La question des retraites prend une tournure délicate au sein du Rassemblement national (RN). Alors que certains membres du parti insistent sur le fait qu'il s'agit de « la même réforme », peu importe celui qui est à la tête, Louis Aliot a suggéré que les propositions pourraient varier considérablement selon le candidat. Le 7 juillet, la présidente Marine Le Pen devrait connaître son sort dans l’affaire des assistants parlementaires, une décision qui pourrait peser sur l'orientation future du parti.

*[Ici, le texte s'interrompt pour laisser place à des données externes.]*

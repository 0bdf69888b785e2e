//! Domain Models
//!
//! Plan selection, pricing lookup results and the derived display state.
//! Uses `rust_decimal` for all monetary values - never use f64 for money!

use std::fmt;

use rust_decimal::{Decimal, RoundingStrategy};
use serde::{Deserialize, Serialize};

use crate::config::PricingConfig;
use crate::error::{FailureKind, PricingError, Result};

/// Opaque subscription plan identifier
#[derive(Clone, Debug, PartialEq, Eq, Hash, Serialize, Deserialize)]
#[serde(transparent)]
pub struct PlanId(String);

impl PlanId {
    pub fn new(raw: impl Into<String>) -> Result<Self> {
        let raw = raw.into();
        let trimmed = raw.trim();
        if trimmed.is_empty() {
            return Err(PricingError::InvalidSelection("no plan selected".into()));
        }
        Ok(Self(trimmed.to_string()))
    }

    pub fn as_str(&self) -> &str {
        &self.0
    }
}

impl fmt::Display for PlanId {
    fn fmt(&self, f: &mut fmt::Formatter<'_>) -> fmt::Result {
        f.write_str(&self.0)
    }
}

/// The plan and number of billing periods currently selected on the form
#[derive(Clone, Debug, PartialEq, Eq)]
pub struct PlanSelection {
    pub plan_id: PlanId,

    /// Number of billing periods (always positive)
    pub period_count: u32,
}

impl PlanSelection {
    pub fn new(plan_id: PlanId, period_count: u32) -> Result<Self> {
        if period_count == 0 {
            return Err(PricingError::InvalidSelection(
                "period count must be positive".into(),
            ));
        }
        Ok(Self {
            plan_id,
            period_count,
        })
    }

    /// Build a selection from the raw select values
    pub fn parse(plan_raw: &str, period_raw: &str) -> Result<Self> {
        let plan_id = PlanId::new(plan_raw)?;
        let period_count = period_raw.trim().parse::<u32>().map_err(|e| {
            PricingError::InvalidSelection(format!("period {period_raw:?} is not a count: {e}"))
        })?;
        Self::new(plan_id, period_count)
    }
}

/// Price of a plan for the current user, as returned by the pricing endpoint
#[derive(Clone, Debug, PartialEq, Eq, Serialize, Deserialize)]
pub struct PlanPricing {
    /// Price per billing period
    pub price: Decimal,
}

/// Wire shape of the endpoint body; a missing or null price means the plan
/// has no price configured for this user.
#[derive(Deserialize)]
struct PricingBody {
    #[serde(default)]
    price: Option<Decimal>,
}

impl PlanPricing {
    pub fn new(price: Decimal) -> Result<Self> {
        if price.is_sign_negative() && !price.is_zero() {
            return Err(PricingError::InvalidPrice(price));
        }
        Ok(Self { price })
    }

    /// Decode an endpoint body.
    ///
    /// Returns `Ok(None)` for an empty body, `null`, `{}` or
    /// `{"price": null}`.
    pub fn from_json(body: &[u8]) -> Result<Option<Self>> {
        if body.iter().all(u8::is_ascii_whitespace) {
            return Ok(None);
        }

        let parsed: Option<PricingBody> = serde_json::from_slice(body)?;
        parsed
            .and_then(|body| body.price)
            .map(Self::new)
            .transpose()
    }

    /// Total for the given number of billing periods
    pub fn total_for(&self, period_count: u32) -> Result<Decimal> {
        self.price
            .checked_mul(Decimal::from(period_count))
            .ok_or(PricingError::InvalidPrice(self.price))
    }
}

/// Outcome of a single pricing lookup. Never an unhandled fault.
#[derive(Debug)]
pub enum PricingLookup {
    /// The plan has a price for this user
    Priced(PlanPricing),

    /// The plan exists but has no price configured for this user
    NotConfigured,

    /// Transport, status, or parse failure
    Failed(PricingError),
}

impl PricingLookup {
    pub const fn pricing(&self) -> Option<&PlanPricing> {
        match self {
            Self::Priced(pricing) => Some(pricing),
            _ => None,
        }
    }
}

/// Format an amount with the currency prefix and exactly two decimals
pub fn format_amount(amount: Decimal, currency_prefix: &str) -> String {
    let rounded = amount.round_dp_with_strategy(2, RoundingStrategy::MidpointAwayFromZero);
    format!("{currency_prefix}{rounded:.2}")
}

/// What the form currently shows
#[derive(Clone, Debug, PartialEq, Eq)]
pub struct DisplayState {
    pub total_text: String,
    pub submit_enabled: bool,
}

impl DisplayState {
    /// Placeholder total with submission disabled
    pub fn unavailable(config: &PricingConfig) -> Self {
        Self {
            total_text: config.placeholder.clone(),
            submit_enabled: false,
        }
    }

    pub fn priced(total: Decimal, config: &PricingConfig) -> Self {
        Self {
            total_text: format_amount(total, &config.currency_prefix),
            submit_enabled: true,
        }
    }
}

/// User-facing event for the host application to present
#[derive(Clone, Debug, PartialEq, Eq)]
pub enum Notice {
    /// The plan has no price for this user until their profile is complete
    CompleteProfile { message: String },
}

impl Notice {
    pub fn complete_profile(config: &PricingConfig) -> Self {
        Self::CompleteProfile {
            message: config.profile_notice.clone(),
        }
    }

    pub fn user_message(&self) -> &str {
        match self {
            Self::CompleteProfile { message } => message,
        }
    }
}

/// Result of handling one selection change
#[derive(Clone, Debug, PartialEq, Eq)]
pub enum SelectionOutcome {
    /// Total displayed, submission enabled
    Priced { total: Decimal },

    /// No price for this user; placeholder shown and the notice should be presented
    NoPrice(Notice),

    /// Lookup failed; placeholder shown
    Unavailable { kind: FailureKind },

    /// Form values were unusable; placeholder shown, no lookup made
    InvalidSelection,

    /// A newer selection change started while this lookup was in flight;
    /// display left to the newer one
    Superseded,
}

impl SelectionOutcome {
    pub const fn notice(&self) -> Option<&Notice> {
        match self {
            Self::NoPrice(notice) => Some(notice),
            _ => None,
        }
    }

    pub const fn submit_enabled(&self) -> bool {
        matches!(self, Self::Priced { .. })
    }
}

Le vice-président Louis Aliot, s’exprimant récemment sur France 2, a déclaré : « Le candidat porte un projet qui, parfois, ne correspond pas nécessairement à celui du parti. » Cela suggère que les 62 ans, défense phare de Marine Le Pen, ne seraient pas un impératif pour Bardella, s’il décidait de se présenter.
Aliot a admis : « S’il est candidat, il aura son propre programme et sa vision des choses. » Réaffirmant ainsi l’importance de la réflexion au sein du RN, il a précisé : « Nous ne sommes pas un parti stalinien. » Ce phénomène de divergence est loin d'être nouveau ; Aliot a rappelé que, lors de sa propre campagne, Marine Le Pen avait également présenté des idées qui n'étaient pas totalement alignées avec celles du Front national.
Par ailleurs, Jordan Bardella avait fait des remarques récentes sur LCI, affirmant que « l’âge de départ ne veut rien dire ». Dans un climat où l'unité en matière de réforme des retraites est mise à l'épreuve, Aliot a insisté sur le fait que « rien n’est abandonné, notre réforme de 2022 est toujours sur la table. » Il a aussi suggéré qu’une certaine flexibilité concernant l'âge de départ pourrait être envisagée, tout en gardant à l’esprit l'évolution du contexte social et politique.
Sur TF1, Jean-Philippe Tanguy, député et proche de Le Pen, a maintenu la position traditionnelle, affirmant que « c’est la même » en ce qui concerne la réforme des retraites. « Ils sont accordés », a-t-il ajouté, tout en calquant la réforme de Marine Le Pen sur une approche progressiste centrée sur l'annuité. À l'approche de l'élection présidentielle, les dynamiques internes au RN pourraient influencer fortement leur position face aux enjeux de la retraite.